◆ BRIEF ◆
Only lines holding "Debug" are needed; copy each of them from the data below.

(RECORDS PROVIDED Opens)

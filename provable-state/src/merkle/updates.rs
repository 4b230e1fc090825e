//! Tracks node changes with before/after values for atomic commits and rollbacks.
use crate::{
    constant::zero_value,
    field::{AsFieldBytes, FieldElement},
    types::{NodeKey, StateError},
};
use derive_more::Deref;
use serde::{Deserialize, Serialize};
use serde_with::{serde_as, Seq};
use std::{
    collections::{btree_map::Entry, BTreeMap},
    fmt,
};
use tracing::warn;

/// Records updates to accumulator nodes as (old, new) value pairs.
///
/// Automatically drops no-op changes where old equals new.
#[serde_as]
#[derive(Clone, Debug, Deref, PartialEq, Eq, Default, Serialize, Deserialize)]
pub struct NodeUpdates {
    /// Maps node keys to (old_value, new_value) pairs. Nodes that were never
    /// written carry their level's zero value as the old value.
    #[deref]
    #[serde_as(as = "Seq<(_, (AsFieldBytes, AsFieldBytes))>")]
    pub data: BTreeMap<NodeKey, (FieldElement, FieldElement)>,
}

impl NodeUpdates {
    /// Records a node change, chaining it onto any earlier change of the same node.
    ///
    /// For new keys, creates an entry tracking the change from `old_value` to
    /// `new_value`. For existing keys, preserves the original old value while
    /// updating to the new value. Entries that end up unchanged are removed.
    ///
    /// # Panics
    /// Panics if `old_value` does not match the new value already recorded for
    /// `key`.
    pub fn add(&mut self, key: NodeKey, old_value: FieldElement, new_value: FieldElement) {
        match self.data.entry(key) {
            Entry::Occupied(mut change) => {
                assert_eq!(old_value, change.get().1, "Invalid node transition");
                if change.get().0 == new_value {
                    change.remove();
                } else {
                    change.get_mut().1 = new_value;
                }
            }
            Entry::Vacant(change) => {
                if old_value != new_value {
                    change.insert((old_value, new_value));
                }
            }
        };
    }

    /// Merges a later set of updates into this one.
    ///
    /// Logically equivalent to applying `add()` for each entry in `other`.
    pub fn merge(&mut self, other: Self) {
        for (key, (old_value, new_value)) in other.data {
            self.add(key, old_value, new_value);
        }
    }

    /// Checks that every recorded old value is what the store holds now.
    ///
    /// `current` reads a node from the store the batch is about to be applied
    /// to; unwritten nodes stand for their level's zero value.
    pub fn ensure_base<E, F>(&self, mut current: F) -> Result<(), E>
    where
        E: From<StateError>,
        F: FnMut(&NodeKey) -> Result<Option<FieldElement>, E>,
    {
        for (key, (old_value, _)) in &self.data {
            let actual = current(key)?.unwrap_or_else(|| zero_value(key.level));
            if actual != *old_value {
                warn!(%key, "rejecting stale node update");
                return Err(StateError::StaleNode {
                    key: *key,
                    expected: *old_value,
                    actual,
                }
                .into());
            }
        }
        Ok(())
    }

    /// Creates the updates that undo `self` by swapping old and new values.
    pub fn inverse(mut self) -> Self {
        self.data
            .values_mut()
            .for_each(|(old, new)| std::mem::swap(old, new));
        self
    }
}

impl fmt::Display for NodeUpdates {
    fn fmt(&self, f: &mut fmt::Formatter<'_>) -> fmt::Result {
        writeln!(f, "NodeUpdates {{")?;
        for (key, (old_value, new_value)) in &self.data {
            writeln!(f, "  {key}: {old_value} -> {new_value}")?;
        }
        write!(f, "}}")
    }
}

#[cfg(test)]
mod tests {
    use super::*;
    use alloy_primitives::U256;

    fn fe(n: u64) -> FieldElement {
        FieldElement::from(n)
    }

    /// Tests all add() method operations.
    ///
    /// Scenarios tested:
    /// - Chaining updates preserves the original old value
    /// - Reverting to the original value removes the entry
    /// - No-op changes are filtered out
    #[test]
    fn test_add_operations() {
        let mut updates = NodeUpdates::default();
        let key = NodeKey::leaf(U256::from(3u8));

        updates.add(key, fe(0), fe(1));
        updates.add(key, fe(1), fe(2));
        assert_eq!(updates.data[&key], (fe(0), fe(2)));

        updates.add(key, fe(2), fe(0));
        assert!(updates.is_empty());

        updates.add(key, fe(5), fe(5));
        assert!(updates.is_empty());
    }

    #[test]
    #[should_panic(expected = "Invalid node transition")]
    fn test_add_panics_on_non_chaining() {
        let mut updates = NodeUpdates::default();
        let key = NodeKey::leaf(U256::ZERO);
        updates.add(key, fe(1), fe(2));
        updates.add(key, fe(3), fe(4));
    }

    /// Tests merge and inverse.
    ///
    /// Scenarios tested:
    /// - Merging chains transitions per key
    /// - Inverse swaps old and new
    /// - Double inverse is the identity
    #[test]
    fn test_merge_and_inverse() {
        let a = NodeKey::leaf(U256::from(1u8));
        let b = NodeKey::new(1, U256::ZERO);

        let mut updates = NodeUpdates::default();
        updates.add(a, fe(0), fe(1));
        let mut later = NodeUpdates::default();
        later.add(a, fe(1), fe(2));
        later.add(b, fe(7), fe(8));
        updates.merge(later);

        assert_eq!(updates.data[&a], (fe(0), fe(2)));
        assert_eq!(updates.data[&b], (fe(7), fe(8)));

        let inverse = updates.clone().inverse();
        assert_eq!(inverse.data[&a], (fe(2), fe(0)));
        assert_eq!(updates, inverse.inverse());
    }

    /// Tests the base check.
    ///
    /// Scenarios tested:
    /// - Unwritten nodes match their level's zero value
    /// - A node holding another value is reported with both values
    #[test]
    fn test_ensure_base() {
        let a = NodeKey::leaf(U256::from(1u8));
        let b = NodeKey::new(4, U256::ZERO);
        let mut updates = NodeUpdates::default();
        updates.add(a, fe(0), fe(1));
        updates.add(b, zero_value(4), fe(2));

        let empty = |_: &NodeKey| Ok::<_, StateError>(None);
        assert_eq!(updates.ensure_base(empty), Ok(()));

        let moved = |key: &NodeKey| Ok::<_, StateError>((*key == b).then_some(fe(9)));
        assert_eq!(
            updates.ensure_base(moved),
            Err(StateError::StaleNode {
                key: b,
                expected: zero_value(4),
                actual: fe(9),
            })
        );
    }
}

(RECORDS PROVIDED Closes)
(RECORDS PROVIDED Opens)

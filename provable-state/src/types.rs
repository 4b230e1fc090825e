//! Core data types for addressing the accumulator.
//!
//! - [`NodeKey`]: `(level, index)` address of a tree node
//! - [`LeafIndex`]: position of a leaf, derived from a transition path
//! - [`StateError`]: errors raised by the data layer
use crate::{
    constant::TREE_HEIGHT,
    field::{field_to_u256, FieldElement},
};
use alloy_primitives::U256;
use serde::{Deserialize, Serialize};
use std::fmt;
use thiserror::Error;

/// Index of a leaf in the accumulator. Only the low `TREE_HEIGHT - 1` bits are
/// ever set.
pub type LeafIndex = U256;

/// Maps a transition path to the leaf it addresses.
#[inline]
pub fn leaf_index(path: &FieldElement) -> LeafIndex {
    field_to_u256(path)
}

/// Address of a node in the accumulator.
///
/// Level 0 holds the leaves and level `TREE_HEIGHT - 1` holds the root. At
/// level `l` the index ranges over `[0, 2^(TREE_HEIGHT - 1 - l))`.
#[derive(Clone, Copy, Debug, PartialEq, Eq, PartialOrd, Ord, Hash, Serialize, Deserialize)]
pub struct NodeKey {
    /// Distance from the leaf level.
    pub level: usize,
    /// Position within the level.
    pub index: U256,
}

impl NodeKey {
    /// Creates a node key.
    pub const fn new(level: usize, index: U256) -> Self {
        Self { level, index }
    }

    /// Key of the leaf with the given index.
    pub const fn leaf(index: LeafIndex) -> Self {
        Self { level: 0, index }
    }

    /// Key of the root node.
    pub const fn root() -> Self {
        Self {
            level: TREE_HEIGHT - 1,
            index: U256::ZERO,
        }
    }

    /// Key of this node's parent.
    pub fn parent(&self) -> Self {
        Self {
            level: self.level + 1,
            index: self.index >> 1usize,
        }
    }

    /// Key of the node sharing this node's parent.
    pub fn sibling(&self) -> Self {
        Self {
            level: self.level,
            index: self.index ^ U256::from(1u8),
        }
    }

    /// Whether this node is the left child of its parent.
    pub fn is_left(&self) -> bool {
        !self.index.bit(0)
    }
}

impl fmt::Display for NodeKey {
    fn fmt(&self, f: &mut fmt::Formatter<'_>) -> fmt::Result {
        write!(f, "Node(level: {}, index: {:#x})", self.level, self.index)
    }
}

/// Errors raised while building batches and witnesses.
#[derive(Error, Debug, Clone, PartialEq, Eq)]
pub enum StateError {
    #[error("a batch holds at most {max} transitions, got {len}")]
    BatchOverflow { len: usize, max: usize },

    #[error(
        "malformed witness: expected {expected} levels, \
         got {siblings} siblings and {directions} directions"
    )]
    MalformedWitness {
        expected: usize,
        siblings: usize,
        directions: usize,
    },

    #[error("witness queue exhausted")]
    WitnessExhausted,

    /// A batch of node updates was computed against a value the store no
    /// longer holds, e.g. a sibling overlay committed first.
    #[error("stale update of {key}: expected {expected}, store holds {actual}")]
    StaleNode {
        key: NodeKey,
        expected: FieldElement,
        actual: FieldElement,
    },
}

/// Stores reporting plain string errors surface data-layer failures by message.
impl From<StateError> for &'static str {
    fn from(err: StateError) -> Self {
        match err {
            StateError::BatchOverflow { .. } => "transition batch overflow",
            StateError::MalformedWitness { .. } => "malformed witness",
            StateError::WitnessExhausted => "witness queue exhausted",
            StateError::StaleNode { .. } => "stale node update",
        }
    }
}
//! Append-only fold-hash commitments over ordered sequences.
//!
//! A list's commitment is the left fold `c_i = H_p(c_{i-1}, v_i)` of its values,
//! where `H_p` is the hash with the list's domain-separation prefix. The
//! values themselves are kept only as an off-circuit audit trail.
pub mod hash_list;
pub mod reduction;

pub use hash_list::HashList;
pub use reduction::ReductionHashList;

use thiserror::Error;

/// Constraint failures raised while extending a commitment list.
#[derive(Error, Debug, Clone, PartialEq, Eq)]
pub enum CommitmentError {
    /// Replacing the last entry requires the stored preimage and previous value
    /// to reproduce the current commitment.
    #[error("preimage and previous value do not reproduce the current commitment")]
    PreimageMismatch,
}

(RECORDS PROVIDED Closes)

◆ WRITTEN ANSWER ◆
#[derive(Clone, Debug, Deref, PartialEq, Eq, Default, Serialize, Deserialize)]
#[derive(Clone, Copy, Debug, PartialEq, Eq, PartialOrd, Ord, Hash, Serialize, Deserialize)]
#[derive(Error, Debug, Clone, PartialEq, Eq)]
#[derive(Error, Debug, Clone, PartialEq, Eq)]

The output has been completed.